# Thank You, Cisco Landing Mystery Man



## David L (Feb 13, 2004)

Good story. Go back there and leave a truckload of beer at the sign as a thanks, with a note saying why it's there and "One per customer!" Maybe your mystery man will get one.


----------



## yetigonecrazy (May 23, 2005)

It seems strange to have the words ''Cisco'' and ''mystery'' in the same title and have it be positive.

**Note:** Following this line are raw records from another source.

//! Common types used throughout Cerebrate.

use serde::{Deserialize, Serialize, Serializer};
use serde_with::skip_serializing_none;
use std::time::SystemTime;

// UserId //
//********//
#[derive(Clone, Copy, Debug, PartialEq, Eq, Hash, PartialOrd, Ord, Serialize, Deserialize)]
#[serde(transparent)]
pub struct UserId(pub i64);

impl std::fmt::Display for UserId {
	fn fmt(&self, f: &mut std::fmt::Formatter<'_>) -> std::fmt::Result {
		write!(f, "{}", self.0)
	}
}

// Timestamp //
//***********//
/// Unix timestamp in seconds
#[derive(Clone, Copy, Debug, Default, PartialEq, Eq, PartialOrd, Ord, Hash)]
pub struct Timestamp(pub i64);

impl Timestamp {
	pub fn now() -> Timestamp {
		let res = SystemTime::now().duration_since(SystemTime::UNIX_EPOCH).unwrap_or_default();
		Timestamp(i64::try_from(res.as_secs()).unwrap_or(i64::MAX))
	}

	pub fn add_seconds(&self, seconds: i64) -> Timestamp {
		Timestamp(self.0.saturating_add(seconds))
	}

	/// RFC 3339 representation, falls back to the raw number for out-of-range values
	pub fn to_iso_string(&self) -> String {
		match chrono::DateTime::from_timestamp(self.0, 0) {
			Some(dt) => dt.to_rfc3339_opts(chrono::SecondsFormat::Secs, true),
			None => self.0.to_string(),
		}
	}
}

impl std::fmt::Display for Timestamp {
	fn fmt(&self, f: &mut std::fmt::Formatter<'_>) -> std::fmt::Result {
		write!(f, "{}", self.0)
	}
}

impl Serialize for Timestamp {
	fn serialize<S>(&self, serializer: S) -> Result<S::Ok, S::Error>
	where
		S: Serializer,
	{
		serializer.serialize_i64(self.0)
	}
}

impl<'de> Deserialize<'de> for Timestamp {
	fn deserialize<D>(deserializer: D) -> Result<Self, D::Error>
	where
		D: serde::Deserializer<'de>,
	{
		Ok(Timestamp(i64::deserialize(deserializer)?))
	}
}

pub fn serialize_timestamp_iso<S>(ts: &Timestamp, serializer: S) -> Result<S::Ok, S::Error>
where
	S: Serializer,
{
	serializer.serialize_str(&ts.to_iso_string())
}

pub fn serialize_timestamp_iso_opt<S>(
	ts: &Option<Timestamp>,
	serializer: S,
) -> Result<S::Ok, S::Error>
where
	S: Serializer,
{
	match ts {
		Some(ts) => serializer.serialize_str(&ts.to_iso_string()),
		None => serializer.serialize_none(),
	}
}

// Severity //
//**********//
/// Urgency of an inbox entry or settings notice. Stored as 0..=3.
#[derive(Clone, Copy, Debug, Default, PartialEq, Eq, PartialOrd, Ord, Hash)]
pub enum Severity {
	Primary,
	#[default]
	Info,
	Warning,
	Danger,
}

impl Severity {
	pub fn as_i64(self) -> i64 {
		match self {
			Severity::Primary => 0,
			Severity::Info => 1,
			Severity::Warning => 2,
			Severity::Danger => 3,
		}
	}

	pub fn from_i64(value: i64) -> Option<Self> {
		match value {
			0 => Some(Severity::Primary),
			1 => Some(Severity::Info),
			2 => Some(Severity::Warning),
			3 => Some(Severity::Danger),
			_ => None,
		}
	}

	/// Display variant used by the notification surface
	pub fn variant(self) -> &'static str {
		match self {
			Severity::Primary => "primary",
			Severity::Info => "info",
			Severity::Warning => "warning",
			Severity::Danger => "danger",
		}
	}
}

impl Serialize for Severity {
	fn serialize<S>(&self, serializer: S) -> Result<S::Ok, S::Error>
	where
		S: Serializer,
	{
		serializer.serialize_str(self.variant())
	}
}

impl<'de> Deserialize<'de> for Severity {
	fn deserialize<D>(deserializer: D) -> Result<Self, D::Error>
	where
		D: serde::Deserializer<'de>,
	{
		#[derive(Deserialize)]
		#[serde(untagged)]
		enum Repr {
			Int(i64),
			Str(String),
		}

		match Repr::deserialize(deserializer)? {
			Repr::Int(n) => Severity::from_i64(n)
				.ok_or_else(|| serde::de::Error::custom(format!("invalid severity {}", n))),
			Repr::Str(s) => match s.as_str() {
				"primary" => Ok(Severity::Primary),
				"info" => Ok(Severity::Info),
				"warning" => Ok(Severity::Warning),
				"danger" => Ok(Severity::Danger),
				_ => Err(serde::de::Error::custom(format!("invalid severity '{}'", s))),
			},
		}
	}
}

// ApiResponse //
//*************//
#[skip_serializing_none]
#[derive(Debug, Clone, Serialize)]
#[serde(rename_all = "camelCase")]
pub struct Pagination {
	pub offset: usize,
	pub limit: usize,
	pub total: usize,
}

/// Envelope for every JSON API response
#[skip_serializing_none]
#[derive(Debug, Clone, Serialize)]
#[serde(rename_all = "camelCase")]
pub struct ApiResponse<T> {
	pub data: T,
	pub pagination: Option<Pagination>,
	pub req_id: Option<String>,
	#[serde(serialize_with = "serialize_timestamp_iso")]
	pub time: Timestamp,
}

impl<T> ApiResponse<T> {
	pub fn new(data: T) -> Self {
		Self { data, pagination: None, req_id: None, time: Timestamp::now() }
	}

	pub fn with_pagination(data: T, offset: usize, limit: usize, total: usize) -> Self {
		Self {
			data,
			pagination: Some(Pagination { offset, limit, total }),
			req_id: None,
			time: Timestamp::now(),
		}
	}

	pub fn with_req_id(mut self, req_id: impl Into<String>) -> Self {
		let req_id = req_id.into();
		if !req_id.is_empty() {
			self.req_id = Some(req_id);
		}
		self
	}
}

#[cfg(test)]
mod tests {
	use super::*;

	#[test]
	fn test_severity_variants() {
		assert_eq!(Severity::Primary.variant(), "primary");
		assert_eq!(Severity::Info.variant(), "info");
		assert_eq!(Severity::Warning.variant(), "warning");
		assert_eq!(Severity::Danger.variant(), "danger");
		assert_eq!(Severity::from_i64(2), Some(Severity::Warning));
		assert_eq!(Severity::from_i64(4), None);
	}

	#[test]
	fn test_severity_deserialize_int_or_string() {
		let s: Severity = serde_json::from_str("3").unwrap();
		assert_eq!(s, Severity::Danger);
		let s: Severity = serde_json::from_str("\"primary\"").unwrap();
		assert_eq!(s, Severity::Primary);
		assert!(serde_json::from_str::<Severity>("\"urgent\"").is_err());
	}

	#[test]
	fn test_timestamp_iso() {
		assert_eq!(Timestamp(0).to_iso_string(), "1970-01-01T00:00:00Z");
	}

	#[test]
	fn test_api_response_skips_empty_req_id() {
		let resp = ApiResponse::new(1).with_req_id("");
		assert!(resp.req_id.is_none());
		let json = serde_json::to_value(&resp).unwrap();
		assert!(json.get("reqId").is_none());
		assert!(json.get("pagination").is_none());
	}
}

// vim: ts=4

Glad everything turned out OK though.


----------



## Wendell (Sep 5, 2011)

*Middle Fork Salmon*

We were there mid July with flow at 6200cfs. Good water but poor fishing.
A 14ft SB was perfect for the III-IV rapids. Ice lasted just fine for the 4 nights using expidition series cooler. The 16ft SB was slightly more on the oars in the flat water as expected.
Remember to bring strainer, shovel, bucket, etc to meet USFS requirements.


----------



## Jensjustduckie (Jun 29, 2007)

And with Wendell's input this just became THE most bizarre thread on the Buzz that I've ever read.


----------



## Porker (Jun 9, 2011)

*Groover Lids*

I've found that using 1/4" closed cell foam cut to the diameter of the large opening will fit in the lid and help prevent smell leakage. Also old dried oregano mixed with lemon pepper is a great deodorizer.


----------



## Fuzzy (May 25, 2005)

Me too I think that dogs make great squirt boat partners


----------



## xena13 (Mar 21, 2007)

Right, and don't forget the turkey leg and schlitz while posting lame rafting photos and looking for a missed love connection.


----------



## yesimapirate (Oct 18, 2010)

I heard that Saturn rafts were awesome. And make sure to freeze your entire dry box when prepping for a single day on the Upper C. The bugs at Deso moved to the MFS.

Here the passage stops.